Steel Cure II will deal with 1,000 serious simulated casualties, 400 of whom will probably be treated locally, said Major James G. Mohan of the Missouri Air National Guard. Medical and support units of the Army and Air National Guard will take part in the operation.
Meanwhile, the NDMS scenario calls for 2,200 mock fatalities and 31,000 simulated casualties. About 10,000 of the casualties will be seriously injured.
Officials say the operation is drawing international attention. Capt. Anita Satterly of the U.S. Public Health Service said she understood Sweden's health minister would be in Cape Girardeau for the event.
"This is really going to be the largest," she said of the Cape Girardeau segment of the operation. "I think it's going to be the best too because so much planning has been done."
Interest from presidential candidates is also probable, said Peggy Phillips of Washington, D.C., a congressional affairs specialist with the Federal Emergency Management Agency.
"If nothing else it would be good to get Marilyn Quayle down here," Phillips said. "She's been very supportive of NDMS and is on the FEMA Advisory Board."
Quayle, the wife of Vice President Dan Quayle, understands that federal, state and local disaster authorities need to work together, she said.
Among the cities to be used for patient movements from Cape Girardeau are St. Louis and Kansas City; Lincoln, Neb.; Little Rock, Ark.; and Jackson, Miss. Disaster medical assistance teams will fly into Cape Girardeau from cities including St. Louis and St. Joseph; Albuquerque, N.M.; Fort Wayne, Ind.; Toledo, Ohio; Westland, Mich.; Tulsa, Okla.; and Clinton, Miss.
The area's casualty collection points will be in Cape Girardeau at the Arena Building and Fire Station No. 2; Delta; and Jackson, with the Cape Girardeau Municipal Airport serving as the coordinating center.
Satterly said the NDMS originally planned to hold its exercise in 1990. But because of Desert Shield and the Persian Gulf War, she said, the plan was scrapped.
Then the NDMS thought it could hold its exercise in conjunction with an exercise by FEMA, she said. But Satterly said it was found at a table top meeting that the exercise plans weren't ready and FEMA didn't have the needed money, so the agency canceled the operation.
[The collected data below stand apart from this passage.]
//! Locale-aware string ordering for table sorting.
//!
//! A root-locale approximation in four levels: base characters, then
//! accents, then case (lower before upper), then raw code points so that the
//! order is total and consistent with `Eq`.
//!
//! At the base level characters fall into classes ordered whitespace,
//! punctuation, other symbols, digits, letters. Punctuation and the common
//! ASCII symbols follow the root collation order in [`PUNCTUATION_ORDER`].

use std::cmp::Ordering;

use unicode_normalization::char::is_combining_mark;
use unicode_normalization::UnicodeNormalization;

/// Root collation order of ASCII punctuation and symbols.
const PUNCTUATION_ORDER: &str = "_-,;:!?.'\"()[]{}@*/\\&#%`^+<=>|~$";

/// Base-level class, in sort order.
#[derive(Debug, Clone, Copy, PartialEq, Eq, PartialOrd, Ord)]
enum CharClass {
    Whitespace,
    Punctuation,
    Symbol,
    Digit,
    Letter,
}

/// Base-level weight of one lower-cased, accent-stripped character.
fn base_weight(c: char) -> (CharClass, u32) {
    if c.is_whitespace() {
        (CharClass::Whitespace, u32::from(c))
    } else if let Some(rank) = PUNCTUATION_ORDER.find(c) {
        (CharClass::Punctuation, u32::try_from(rank).unwrap_or(u32::MAX))
    } else if let Some(digit) = c.to_digit(10) {
        (CharClass::Digit, digit)
    } else if c.is_alphanumeric() {
        (CharClass::Letter, u32::from(c))
    } else {
        (CharClass::Symbol, u32::from(c))
    }
}

fn primary_key(s: &str) -> Vec<(CharClass, u32)> {
    s.nfd()
        .filter(|c| !is_combining_mark(*c))
        .flat_map(char::to_lowercase)
        .map(base_weight)
        .collect()
}

fn accent_key(s: &str) -> Vec<char> {
    s.nfd().flat_map(char::to_lowercase).collect()
}

fn case_key(s: &str) -> Vec<bool> {
    s.nfd()
        .filter(|c| !is_combining_mark(*c))
        .map(char::is_uppercase)
        .collect()
}

/// Compare two strings the way a human-facing sorted list expects.
///
/// `"alpha"` sorts before `"Zeta"`, `"éclair"` sorts next to `"eclair"`
/// rather than after `"z"`, and `"a"` sorts before `"A"`.
#[must_use]
pub fn compare(a: &str, b: &str) -> Ordering {
    primary_key(a)
        .cmp(&primary_key(b))
        .then_with(|| accent_key(a).cmp(&accent_key(b)))
        .then_with(|| case_key(a).cmp(&case_key(b)))
        .then_with(|| a.cmp(b))
}
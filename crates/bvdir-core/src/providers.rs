use serde::{Deserialize, Serialize};

/// One physical presence of a provider on the map.
#[derive(Debug, Clone, PartialEq, Serialize, Deserialize)]
pub struct Coordinate {
    pub lat: f64,
    pub lng: f64,
    /// Human-readable place name, e.g. `"Germany"`.
    pub label: String,
    /// Country/region code used for aggregate counting, e.g. `"DE"`.
    pub code: String,
}

/// A hosting provider as shipped in the static dataset.
///
/// Tag fields keep their stored order for display; filtering only cares
/// about membership. `coordinates` and `locations` are sourced
/// independently and need not line up.
#[derive(Debug, Clone, PartialEq, Serialize, Deserialize)]
pub struct ProviderRecord {
    pub name: String,
    pub url: String,
    pub categories: Vec<String>,
    pub regions: Vec<String>,
    pub locations: Vec<String>,
    pub coordinates: Vec<Coordinate>,
    pub company_country: String,
    pub payments: Vec<String>,
    pub tor_friendly: bool,
    pub features: Vec<String>,
    pub description: String,
    /// `true` when `url` is an affiliate link.
    pub aff: bool,
}

impl ProviderRecord {
    /// Locations joined the way the search box and detail view show them.
    #[must_use]
    pub fn locations_display(&self) -> String {
        self.locations.join(", ")
    }

    #[must_use]
    pub fn has_category(&self, tag: &str) -> bool {
        self.categories.iter().any(|c| c == tag)
    }

    #[must_use]
    pub fn has_region(&self, tag: &str) -> bool {
        self.regions.iter().any(|r| r == tag)
    }

    #[must_use]
    pub fn has_payment(&self, tag: &str) -> bool {
        self.payments.iter().any(|p| p == tag)
    }
}

/// Minimal record builder shared by the unit tests of every module.
#[cfg(test)]
pub(crate) fn test_provider(name: &str) -> ProviderRecord {
    ProviderRecord {
        name: name.to_string(),
        url: format!("https://{}.example", name.to_lowercase()),
        categories: vec![],
        regions: vec![],
        locations: vec![],
        coordinates: vec![],
        company_country: String::new(),
        payments: vec![],
        tor_friendly: false,
        features: vec![],
        description: String::new(),
        aff: false,
    }
}

#[cfg(test)]
pub(crate) fn test_coordinate(lat: f64, lng: f64, code: &str) -> Coordinate {
    Coordinate {
        lat,
        lng,
        label: code.to_string(),
        code: code.to_string(),
    }
}
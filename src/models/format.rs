use crate::error::{BannerError, Result};
use serde::{Deserialize, Serialize};
use std::fmt;
use std::str::FromStr;

#[derive(Debug, Clone, Copy, PartialEq, Eq, Hash, Serialize, Deserialize)]
pub enum AspectRatio {
    #[serde(rename = "16:9")]
    Landscape16x9,
    #[serde(rename = "4:3")]
    Landscape4x3,
    #[serde(rename = "1:1")]
    Square,
    #[serde(rename = "3:4")]
    Portrait3x4,
    #[serde(rename = "9:16")]
    Portrait9x16,
}

impl AspectRatio {
    pub const ALL: [AspectRatio; 5] = [
        AspectRatio::Landscape16x9,
        AspectRatio::Landscape4x3,
        AspectRatio::Square,
        AspectRatio::Portrait3x4,
        AspectRatio::Portrait9x16,
    ];

    /// The literal ratio text, as the image APIs expect it.
    pub fn as_str(&self) -> &'static str {
        match self {
            AspectRatio::Landscape16x9 => "16:9",
            AspectRatio::Landscape4x3 => "4:3",
            AspectRatio::Square => "1:1",
            AspectRatio::Portrait3x4 => "3:4",
            AspectRatio::Portrait9x16 => "9:16",
        }
    }
}

impl fmt::Display for AspectRatio {
    fn fmt(&self, f: &mut fmt::Formatter<'_>) -> fmt::Result {
        f.write_str(self.as_str())
    }
}

impl FromStr for AspectRatio {
    type Err = BannerError;

    fn from_str(s: &str) -> Result<Self> {
        AspectRatio::ALL
            .into_iter()
            .find(|ratio| ratio.as_str() == s.trim())
            .ok_or_else(|| BannerError::ConfigError(format!("Unsupported aspect ratio: {}", s)))
    }
}

#[derive(Debug, Clone, Copy, PartialEq, Eq, Serialize)]
pub struct BannerFormat {
    pub name: &'static str,
    pub aspect_ratio: AspectRatio,
    pub description: &'static str,
}

pub static BANNER_FORMATS: [BannerFormat; 5] = [
    BannerFormat {
        name: "Leaderboard / Banner",
        aspect_ratio: AspectRatio::Landscape16x9,
        description: "Wide format for website headers, hero sections and video thumbnails.",
    },
    BannerFormat {
        name: "Medium Rectangle",
        aspect_ratio: AspectRatio::Landscape4x3,
        description: "Versatile format for in-content ads and sidebars.",
    },
    BannerFormat {
        name: "Square",
        aspect_ratio: AspectRatio::Square,
        description: "Feed posts on Instagram, Facebook and LinkedIn.",
    },
    BannerFormat {
        name: "Portrait",
        aspect_ratio: AspectRatio::Portrait3x4,
        description: "Taller feed posts that take up more screen space on mobile.",
    },
    BannerFormat {
        name: "Skyscraper",
        aspect_ratio: AspectRatio::Portrait9x16,
        description: "Full-screen stories, reels and vertical sidebar ads.",
    },
];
Steel Cure II was chosen as the coordinating event because NDMS could wait no longer in light of disasters such as the California earthquakes to carry out its exercise, Satterly said.
At their meeting, the officials stressed that the operation did not revolve just around the threat of an earthquake. Mark A. Winkler, the Southeast Missouri Area Coordinator for the State Emergency Management Agency, said, "The emphasis needs to stay on the fact that this is a medical exercise."
Peg Maloy, a representative of FEMA in Washington, D.C., said the response is being held for any type of disaster that could happen, including tornadoes or a "winter storm gone wild."
"This is to test the local, state, federal collaboration to respond to any type of episode that causes a strain on our medical type of systems," added Satterly. "It just happens that an earthquake is a good scenario to use."
New Mexico climatologist Iben Browning projected a major earthquake would strike the New Madrid Fault between Dec. 1 and Dec. 5, 1990. The earthquake never took place.